Internacionales

Nueva York vuelve a la normalidad

* Neoyorquinos regresan con cautela a sus trabajos mientras en Washington se reciben más amenazas

NUEVA YORK /AFP -Con suma cautela, los neoyorquinos resistieron este viernes la revisión de sus bolsos y el temor por su seguridad, tras vivir lo que los funcionarios describieron como la amenaza más creíble hasta la fecha de un probable ataque al metro en esa ciudad.
A pesar que no se notó una merma en la cantidad de personas que utilizaron uno de los sistemas de transporte subterráneo más largos del mundo, algunos pasajeros confesaron que estuvieron más nerviosos que lo habitual cuando viajaron a sus trabajos.
La sensación de incomodidad se incrementó ante la aparición de una aparente falsa alarma en la estación Penn --uno de los principales centros de transporte de Manhatan-- que fue acordonada mientras que la Policía con trajes especiales, las tropas de la Guardia Nacional y perros rastreadores patrullaban el área.
El miedo se disparó luego del descubrimiento de un paquete sospechoso que resultó estar lleno de basura, y una botella que contenía ácido y tinta, según describió el Comisionado de la Policía, Ray Kelly. "Parece una broma", dijo Kelly.
A pesar de la importante respuesta de seguridad, ninguna orden se dio para evacuar la estación y la interrupción de los servicios fue mínima.
Más amenazas en Washington
En Washington también se vivieron momentos de tensión, cuando la Policía de la capital de Estados Unidos evacuó el famoso obelisco del monumento a Washington, después de recibir una amenaza de bomba en una llamada anónima.

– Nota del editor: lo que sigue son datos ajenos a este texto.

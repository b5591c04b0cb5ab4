//! FIFO job queue, standing in for the external queue the Worker Loop
//! pulls task IDs from.

use std::collections::VecDeque;

use async_trait::async_trait;
use tokio::sync::{Mutex, Notify};
use tokio_util::sync::CancellationToken;

use taskengine_types::TaskId;

/// Hands task IDs to workers in the order they were enqueued.
#[async_trait]
pub trait JobQueue: Send + Sync {
    /// Enqueue a task ID for pickup by some worker.
    async fn enqueue(&self, task_id: TaskId);

    /// Wait for and remove the next task ID. Returns `None` if `cancel`
    /// fires before an item becomes available.
    async fn dequeue(&self, cancel: &CancellationToken) -> Option<TaskId>;
}

/// In-process FIFO queue backed by a `VecDeque`, woken via `Notify`.
#[derive(Default)]
pub struct MemoryJobQueue {
    items: Mutex<VecDeque<TaskId>>,
    notify: Notify,
}

impl MemoryJobQueue {
    /// Create a new, empty queue.
    pub fn new() -> Self {
        Self::default()
    }
}

#[async_trait]
impl JobQueue for MemoryJobQueue {
    async fn enqueue(&self, task_id: TaskId) {
        self.items.lock().await.push_back(task_id);
        self.notify.notify_one();
    }

    async fn dequeue(&self, cancel: &CancellationToken) -> Option<TaskId> {
        loop {
            if let Some(id) = self.items.lock().await.pop_front() {
                return Some(id);
            }
            tokio::select! {
                _ = self.notify.notified() => continue,
                _ = cancel.cancelled() => return None,
            }
        }
    }
}

#[cfg(test)]
mod tests {
    use super::*;

    #[tokio::test]
    async fn dequeue_returns_items_in_fifo_order() {
        let queue = MemoryJobQueue::new();
        queue.enqueue(TaskId::new("t1")).await;
        queue.enqueue(TaskId::new("t2")).await;

        let cancel = CancellationToken::new();
        assert_eq!(queue.dequeue(&cancel).await, Some(TaskId::new("t1")));
        assert_eq!(queue.dequeue(&cancel).await, Some(TaskId::new("t2")));
    }

    #[tokio::test]
    async fn dequeue_wakes_on_enqueue() {
        let queue = std::sync::Arc::new(MemoryJobQueue::new());
        let cancel = CancellationToken::new();

        let waiter = {
            let queue = queue.clone();
            let cancel = cancel.clone();
            tokio::spawn(async move { queue.dequeue(&cancel).await })
        };

        tokio::task::yield_now().await;
        queue.enqueue(TaskId::new("t1")).await;

        let result = waiter.await.unwrap();
        assert_eq!(result, Some(TaskId::new("t1")));
    }

    #[tokio::test]
    async fn dequeue_returns_none_on_cancellation() {
        let queue = MemoryJobQueue::new();
        let cancel = CancellationToken::new();
        cancel.cancel();
        assert_eq!(queue.dequeue(&cancel).await, None);
    }
}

La alerta en la red de transporte neoyorquina fue activada el jueves de tarde luego que el alcalde Michael Bloomberg anunció que agencias federales habían advertido de un posible ataque terrorista en el subterráneo "en los próximos días".
"Es la primera vez que tenemos una amenaza con este nivel de especificidad", dijo Bloomberg. "Era más específica en cuanto al blanco, era más específica en cuanto al momento", agregó.

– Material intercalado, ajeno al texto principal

#![deny(missing_docs)]
//! # taskengine-llm — language-model provider binding
//!
//! The external language-model endpoint reduced to its essential contract
//! for this engine: [`LlmProvider::complete`] takes a prompt and a model
//! name and returns a completion string. [`HttpLlmProvider`] binds this to
//! an Ollama-compatible HTTP endpoint; [`MockLlmProvider`] is the in-memory
//! test double the Planner and Critic unit tests exercise instead of a
//! live model.

pub mod error;
pub mod http;
pub mod mock;
pub mod provider;

pub use error::LlmError;
pub use http::HttpLlmProvider;
pub use mock::MockLlmProvider;
pub use provider::LlmProvider;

Los periódicos de Nueva York reaccionaron gráficamente ante la alerta, las portadas con grandes titulares gritaban: "Terror en el subte: bombas en los cochecitos de bebé", "Amenaza en el metro" o simplemente "¡Miedo!"
Los funcionarios se negaron a precisar la naturaleza de la amenaza, a pesar que las patrullas policiales del subterráneo intensificaron la búsqueda de bolsos y coches de bebé que fueron reseñados como posibles lugares para esconder dispositivos de explosivos.
Bryan Whitman, un portavoz del Pentágono indicó que el Ejército de Estados Unidos había reunido inteligencia relacionada a la amenaza en Nueva York en el transcurso de sus operaciones en el exterior.
Simultáneamente, funcionarios federales minimizaron la naturaleza de la amenaza. El vocero del departamento de Seguridad Interior varias veces la relativizó calificándola de "no-creíble".
Cuestionado ante la aparente disparidad de criterios entre los informes federales y los informes locales, Bloomberg rechazó las críticas que indican que las autoridades podrían haber exagerado.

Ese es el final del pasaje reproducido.